Determining, according to the triggering manner of each of the replication tasks, a first priority value of each of the replication tasks;

Determining, according to the importance of the source service corresponding to each of the replication tasks, a value of the second priority of each of the replication tasks;

Determining a third priority value of each of the replication tasks according to a generation time of the data to be copied by each of the replication tasks;

According to the first priority value, the second priority value, and the third priority of each replication task. The first level takes a value, and the priority of each copy task is generated.
The device according to claim 14, wherein the calculation module is specifically configured to:

Determining, according to the formula P d =9*t/T, the third priority value of each copy task;

Where t represents the time at which the data to be copied by each of the replication tasks is generated;

T represents the life cycle of the data that each copy task needs to copy, and 0<t<T;

P d represents the third priority value of each copy task.
The device according to claim 14, wherein the calculation module is specifically configured to:

The first priority value, the second priority value, and the third priority value of the respective replication tasks are spliced together in order from the high to the low to generate the priorities of the replication tasks.
The device according to any one of claims 11 to 16, wherein the execution module is specifically configured to:

Applying bandwidth resources to the replication tasks according to the priorities of the replication tasks;

Each of the replication tasks is performed based on the requested bandwidth resource.
The apparatus according to claim 17, wherein the execution module is specifically configured to:

And each of the copy tasks is packaged according to a priority of each of the copy tasks and a preset job submission limit to form at least one copy job;

Determining a priority of each copy job according to a priority of a copy task included in each copy job in the at least one copy job;

The bandwidth resource is requested for the copy task included in each copy job according to the priority of each copy job.
The apparatus according to claim 18, wherein said execution module is specific Used for:

The replication task is sequentially acquired as the current replication task according to the order of priority from high to low;

If the current copy task does not reach the job submission limit, continue to obtain other copy tasks that do not reach the job submission limit, until the sum of the plurality of copy tasks that do not reach the job submission limit reaches the job submission limit.

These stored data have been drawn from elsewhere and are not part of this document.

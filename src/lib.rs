// Copyright (c) 2025 Soumyadip Sarkar.
// All rights reserved.
//
// This source code is licensed under the license found in the
// LICENSE file in the root directory of this source tree.

pub mod calculators;
pub mod categorizer;
pub mod cli;
pub mod commands;
pub mod db;
pub mod error;
pub mod insights;
pub mod models;
pub mod store;
pub mod utils;
// Copyright (c) 2025 Soumyadip Sarkar.
// All rights reserved.
//
// This source code is licensed under the license found in the
// LICENSE file in the root directory of this source tree.

use crate::models::CATEGORIES;
use crate::utils::pretty_table;
use anyhow::Result;

pub fn handle() -> Result<()> {
    let data = CATEGORIES
        .iter()
        .map(|c| {
            vec![
                c.id.to_string(),
                format!("{} {}", c.icon, c.name),
                c.color.to_string(),
            ]
        })
        .collect();
    println!("{}", pretty_table(&["ID", "Category", "Color"], data));
    Ok(())
}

Packaging the plurality of copy tasks that do not meet the job submission limit to generate a copy job;

If the current copy task reaches the job submission limit, the current copy task is directly used as a copy job.
The apparatus of claim 18, wherein the job submission limit comprises at least one of the following:

The total number of files is the upper limit;

The upper limit of the total file size.
A priority determining method, comprising:

Acquiring at least one of a triggering manner of a replication task that needs to replicate data across the cluster, a generation time of the data that the replication task needs to be replicated, and an importance of the source service corresponding to the replication task, the source corresponding to the replication task Service refers to the service that generates the data that the copy task needs to copy;

The priority of the copy task is calculated according to the at least one factor.
A priority determining apparatus, comprising:

An information obtaining module, configured to acquire a triggering manner of a replication task that needs to replicate data across the cluster, a generation time of the data to be copied by the replication task, and an importance degree of the source service corresponding to the replication task, where The source service corresponding to the replication task refers to a service that generates data that needs to be copied by the replication task;

a priority calculation module, configured to calculate a priority of the replication task according to the at least one factor.